La résistance au froid, l'acclimatation et la désacclimatation aux températures froides peuvent aider les plantes à prévenir ou à réduire les dommages causés par le gel à leurs tissus. Grâce à des réseaux moléculaires complexes, les plantes peuvent améliorer leurs réponses aux stress répétés (« se souvenir ») et augmenter leur résistance au froid.

Docteurs Kensuke Kimura, Masaharu Kitano et des collègues de l'Organisation nationale de recherche agricole et alimentaire (NARO), de l'Université de Kyushu et de l'Université de Kochi, ont collecté les bourgeons de deux cultivars de thé pendant une décennie et ont comparé les dommages causés par le gel. Le les chercheurs ont créé un modèle mathématique pour comparer la mémoire de stress au froid des deux cultivars et suggèrent que le cultivar à germination tardive est relativement plus sensible au stress dû au froid récent. Les Drs Kensuke Kimura et Masaharu Kitano ont récemment ont révélé que la température de l'air et le taux de photosynthèse des feuilles des fraises varient considérablement à l'intérieur d'une grande serre.

Pendant une décennie, les chercheurs ont collecté 15 bourgeons de thé de deux cultivars de thé qui poussent à différents moments de l'année. Les bourgeons du cultivar à germination précoce (Yutakamidori) ont été congelés de 0°C à -1, -2 et -3°C en diminuant la température de 1°C par heure. Les bourgeons du cultivar à germination tardive (Yabukita) ont été congelés à la même vitesse jusqu'à -14, -15 et -16°C. Après trois heures à la température cible, les bourgeons ont été réchauffés et les scientifiques ont évalué la quantité de tissus endommagés (par exemple, décolorés).

Fleur du théier, Camellia sinensis. La source: canva

Sur la base du pourcentage de tissus morts, des températures létales de 10% des échantillons, les chercheurs ont estimé la résistance au froid, la mémoire au stress froid et le taux de désacclimatation en réponse aux températures chaudes pour les deux cultivars. Les scientifiques ont modélisé la résistance au froid en se basant sur les températures quotidiennes des champs de thé expérimentaux.

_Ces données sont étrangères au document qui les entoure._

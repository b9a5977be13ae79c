//! Launch sequence overlay: countdown, progress bar, rocket and exhaust plume.
//!
//! Text (the big T-minus number and checklist) belongs to the host page; it
//! follows along through `CountdownStep` events and the accessors here.

use glam::Vec2;
use serde::{Deserialize, Serialize};

use crate::api::effect::{Effect, EffectContext};
use crate::api::types::FxEvent;
use crate::core::error::FxError;
use crate::input::queue::InputQueue;
use crate::renderer::surface::{Color, Surface};
use crate::systems::countdown::{Countdown, CountdownConfig, CountdownSignal};
use crate::systems::particles::{BurstEmitter, SparkDynamics, SparkField};

// ── Rocket (40x56 box, nose at the top) ──────────────────────────────

const ROCKET_SIZE: Vec2 = Vec2::new(40.0, 56.0);
const NOSE: [Vec2; 4] = [
    Vec2::new(20.0, 2.0),
    Vec2::new(28.0, 24.0),
    Vec2::new(20.0, 20.0),
    Vec2::new(12.0, 24.0),
];
const LEFT_FIN: [Vec2; 4] = [
    Vec2::new(12.0, 24.0),
    Vec2::new(2.0, 42.0),
    Vec2::new(16.0, 32.0),
    Vec2::new(20.0, 20.0),
];
const RIGHT_FIN: [Vec2; 4] = [
    Vec2::new(28.0, 24.0),
    Vec2::new(38.0, 42.0),
    Vec2::new(24.0, 32.0),
    Vec2::new(20.0, 20.0),
];
const ENGINE: [Vec2; 4] = [
    Vec2::new(16.0, 32.0),
    Vec2::new(24.0, 32.0),
    Vec2::new(22.0, 48.0),
    Vec2::new(18.0, 48.0),
];

// ── Progress bar ─────────────────────────────────────────────────────

const BAR_Y: f32 = 61.0;
const BAR_WIDTH: f32 = 1.0;

#[derive(Debug, Clone, Serialize, Deserialize)]
#[serde(default)]
pub struct LaunchConfig {
    pub countdown: CountdownConfig,
    /// Nozzle height as a fraction of the viewport height.
    pub nozzle_y: f32,
    /// Horizontal spread of new exhaust, each side of the nozzle.
    pub nozzle_spread: f32,
    pub exhaust_per_burst: usize,
    pub exhaust_every: u64,
    /// Gap between the rocket and the bottom edge before liftoff.
    pub rocket_bottom: f32,
    /// How far below the edge the rocket ends up.
    pub rocket_drop: f32,
    pub glitch_opacity: f32,
    pub color: Color,
}

impl Default for LaunchConfig {
    fn default() -> Self {
        Self {
            countdown: CountdownConfig::default(),
            nozzle_y: 0.72,
            nozzle_spread: 15.0,
            exhaust_per_burst: 8,
            exhaust_every: 2,
            rocket_bottom: 60.0,
            rocket_drop: 180.0,
            glitch_opacity: 0.7,
            color: Color::INK,
        }
    }
}

pub struct LaunchSequence {
    config: LaunchConfig,
    countdown: Countdown,
    exhaust: SparkField,
    emitter: BurstEmitter,
    signals: Vec<CountdownSignal>,
    /// Screen shake for this frame while glitching.
    shake: Option<Vec2>,
}

impl LaunchSequence {
    pub fn new(config: LaunchConfig) -> Self {
        let emitter = BurstEmitter::new()
            .with_count(config.exhaust_per_burst)
            .with_every(config.exhaust_every);
        Self {
            countdown: Countdown::new(config.countdown.clone()),
            exhaust: SparkField::new(SparkDynamics::EXHAUST),
            emitter,
            signals: Vec::new(),
            shake: None,
            config,
        }
    }

    pub fn from_json(json: &str) -> Result<Self, FxError> {
        Ok(Self::new(serde_json::from_str(json)?))
    }

    pub fn countdown(&self) -> &Countdown {
        &self.countdown
    }

    pub fn exhaust(&self) -> &SparkField {
        &self.exhaust
    }

    fn forward_signals(&mut self, ctx: &mut EffectContext) {
        for signal in self.signals.drain(..) {
            match signal {
                CountdownSignal::Step(step) => ctx.emit(FxEvent::CountdownStep { step }),
                CountdownSignal::Liftoff => ctx.emit(FxEvent::Liftoff),
                CountdownSignal::FadeStarted => {
                    log::debug!("launch overlay fading");
                    ctx.emit(FxEvent::FadeStarted);
                }
                CountdownSignal::Complete => ctx.emit(FxEvent::SequenceComplete),
            }
        }
    }

    /// Top-left corner of the rocket box.
    fn rocket_origin(&self, ctx: &EffectContext) -> Vec2 {
        let vp = ctx.viewport;
        let drop = self.countdown.liftoff_progress() * self.config.rocket_drop;
        Vec2::new(
            vp.width * 0.5 - ROCKET_SIZE.x * 0.5,
            vp.height - self.config.rocket_bottom - ROCKET_SIZE.y + drop,
        )
    }

    fn render_rocket(&self, surface: &mut dyn Surface, origin: Vec2, opacity: f32) {
        let ink = self.config.color;
        let shade = |a: f32| ink.with_alpha(a * opacity);
        let place = |pts: &[Vec2; 4]| pts.map(|p| origin + p);

        surface.fill_polygon(&place(&NOSE), shade(1.0).into());
        for fin in [&LEFT_FIN, &RIGHT_FIN] {
            let fin = place(fin);
            surface.fill_polygon(&fin, shade(0.08).into());
            surface.stroke_polygon(&fin, 0.8, shade(0.6));
        }
        let engine = place(&ENGINE);
        surface.fill_polygon(&engine, shade(0.15).into());
        surface.stroke_polygon(&engine, 0.7, shade(0.5));
        surface.fill_circle(origin + Vec2::new(20.0, 20.0), 2.5, Color::WHITE.with_alpha(opacity).into());
        surface.fill_circle(origin + Vec2::new(20.0, 2.0), 1.5, shade(1.0).into());
    }
}

impl Default for LaunchSequence {
    fn default() -> Self {
        Self::new(LaunchConfig::default())
    }
}

impl Effect for LaunchSequence {
    fn init(&mut self, ctx: &mut EffectContext) {
        log::info!(
            "launch sequence: {} steps, {:.0} ms total",
            self.config.countdown.steps.len(),
            self.config.countdown.total_ms()
        );
        if ctx.viewport.is_empty() {
            log::warn!("launch sequence started without a viewport; drawing is skipped");
        }
    }

    fn update(&mut self, ctx: &mut EffectContext, _input: &InputQueue) {
        self.countdown.advance(ctx.dt_ms, &mut self.signals);
        self.forward_signals(ctx);

        self.shake = self.countdown.glitch_offset(&mut ctx.rng);

        // The plume freezes once the fade begins.
        self.emitter.active = self.countdown.exhaust_active();
        if self.emitter.active {
            let count = self.emitter.tick();
            if count > 0 && !ctx.viewport.is_empty() {
                let nozzle = Vec2::new(
                    ctx.viewport.width * 0.5,
                    ctx.viewport.height * self.config.nozzle_y,
                );
                self.exhaust
                    .emit_plume(&mut ctx.rng, nozzle, self.config.nozzle_spread, count);
            }
            self.exhaust.advance(Some(ctx.viewport.height));
        }
    }

    fn render(&self, surface: &mut dyn Surface, ctx: &EffectContext) {
        let vp = ctx.viewport;
        surface.clear(vp.width, vp.height);
        if vp.is_empty() {
            return;
        }
        let opacity = self.countdown.overlay_opacity();
        if opacity <= 0.0 {
            return;
        }
        let ink = self.config.color;

        surface.line(
            Vec2::new(0.0, BAR_Y),
            Vec2::new(vp.width, BAR_Y),
            BAR_WIDTH,
            ink.with_alpha(0.06 * opacity),
        );
        let filled = vp.width * self.countdown.progress();
        if filled > 0.0 {
            surface.line(
                Vec2::new(0.0, BAR_Y),
                Vec2::new(filled, BAR_Y),
                BAR_WIDTH,
                ink.with_alpha(0.3 * opacity),
            );
        }

        if let Some(shake) = self.shake {
            surface.save();
            surface.translate(shake);
        }
        self.exhaust.render(surface, ink.with_alpha(opacity));
        let rocket_opacity = if self.shake.is_some() {
            opacity * self.config.glitch_opacity
        } else {
            opacity
        };
        self.render_rocket(surface, self.rocket_origin(ctx), rocket_opacity);
        if self.shake.is_some() {
            surface.restore();
        }
    }
}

Modélisation de la mémoire du stress dû au froid dans les bourgeons de thé. Après que les bourgeons aient subi le premier stress froid (t = 1) inférieur à un seuil de température, la mémoire dépend de la durée et de la sévérité du stress froid représentées par les courbes d'oubli. Source: Kimura et coll. 2020

La modélisation a montré que Yabukita, le cultivar à germination tardive, est relativement plus sensible au stress froid récent et se désacclimate plus lentement que Yutakamidori. Le modèle était globalement très précis pour les deux cultivars, mais il est relativement moins précis après la période d'acclimatation (de l'hiver au printemps) car les températures quotidiennes variaient considérablement.

"[N] ous pensons que cette première tentative de développement d'un modèle de résistance au froid, utilisant le concept de mémoire de stress des plantes, contribuera à des prédictions plus précises de l'acclimatation et de la désacclimatation au froid dans les futurs climats de réchauffement", ont écrit Kimura, Kitano et leurs collègues.

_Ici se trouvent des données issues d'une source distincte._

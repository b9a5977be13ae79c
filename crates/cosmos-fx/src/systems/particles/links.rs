//! Constellation lines between stars near the pointer.

use glam::Vec2;
use serde::{Deserialize, Serialize};

use crate::renderer::surface::{Color, Surface};

#[derive(Debug, Clone, Serialize, Deserialize)]
#[serde(default)]
pub struct LinkConfig {
    /// Only stars closer than this to the pointer take part.
    pub connect_radius: f32,
    /// Pairs closer than this are linked.
    pub max_distance: f32,
    /// Alpha of a zero-length link.
    pub base_alpha: f32,
    pub line_width: f32,
}

impl Default for LinkConfig {
    fn default() -> Self {
        Self {
            connect_radius: 200.0,
            max_distance: 100.0,
            base_alpha: 0.3,
            line_width: 0.7,
        }
    }
}

#[derive(Debug, Clone, Copy, PartialEq)]
pub struct Link {
    pub from: Vec2,
    pub to: Vec2,
    pub alpha: f32,
}

/// `(1 - distance / max_distance) * base_alpha`, never negative.
pub fn link_alpha(distance: f32, max_distance: f32, base_alpha: f32) -> f32 {
    if max_distance <= 0.0 {
        return 0.0;
    }
    ((1.0 - distance / max_distance) * base_alpha).max(0.0)
}

/// Every pair among the points near `pointer` that lies within `max_distance`.
pub fn proximity_links(
    points: impl IntoIterator<Item = Vec2>,
    pointer: Vec2,
    config: &LinkConfig,
) -> Vec<Link> {
    let near: Vec<Vec2> = points
        .into_iter()
        .filter(|p| p.distance(pointer) < config.connect_radius)
        .collect();

    let mut links = Vec::new();
    for (i, a) in near.iter().enumerate() {
        for b in &near[i + 1..] {
            let d = a.distance(*b);
            if d < config.max_distance {
                links.push(Link {
                    from: *a,
                    to: *b,
                    alpha: link_alpha(d, config.max_distance, config.base_alpha),
                });
            }
        }
    }
    links
}

pub fn render_links(links: &[Link], surface: &mut dyn Surface, color: Color, line_width: f32) {
    for link in links {
        surface.line(link.from, link.to, line_width, color.with_alpha(link.alpha));
    }
}

#[cfg(test)]
mod tests {
    use super::*;
    use approx::assert_relative_eq;
    use proptest::prelude::*;

    #[test]
    fn alpha_endpoints() {
        assert_eq!(link_alpha(100.0, 100.0, 0.3), 0.0);
        assert_relative_eq!(link_alpha(0.0, 100.0, 0.3), 0.3);
        assert_eq!(link_alpha(150.0, 100.0, 0.3), 0.0);
        assert_eq!(link_alpha(10.0, 0.0, 0.3), 0.0);
    }

    #[test]
    fn only_points_near_pointer_link() {
        let config = LinkConfig::default();
        let points = [
            Vec2::new(0.0, 0.0),
            Vec2::new(50.0, 0.0),
            Vec2::new(900.0, 0.0),
            Vec2::new(950.0, 0.0),
        ];
        let links = proximity_links(points, Vec2::ZERO, &config);
        assert_eq!(links.len(), 1);
        assert_relative_eq!(links[0].alpha, 0.15);
    }

    #[test]
    fn distance_threshold_is_strict() {
        let config = LinkConfig::default();
        let links = proximity_links([Vec2::ZERO, Vec2::new(100.0, 0.0)], Vec2::ZERO, &config);
        assert!(links.is_empty());
    }

    proptest! {
        #[test]
        fn alpha_bounded_by_base(d in 0.0f32..500.0, max in 1.0f32..300.0, base in 0.0f32..1.0) {
            let a = link_alpha(d, max, base);
            prop_assert!(a >= 0.0);
            prop_assert!(a <= base + 1e-6);
        }
    }
}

"Pour développer un modèle basé sur un processus plus fiable qui prend en compte les souvenirs de stress, nous devons comprendre expérimentalement comment les plantes mémorisent de longues expositions à la température et à quel moment de la mémoire il est plus efficace pour l'acclimatation et la désacclimatation au froid."

Les dommages causés par le gel aux théiers ont entraîné des pertes de plus de 300 millions de dollars pour les producteurs chinois et japonais rien qu'en 2010. Ce modèle basé sur des tests de congélation contrôlés a permis aux scientifiques de comparer la résistance au froid de deux théiers et pourrait informer les producteurs de thé sur le cultivar à cultiver à différents endroits.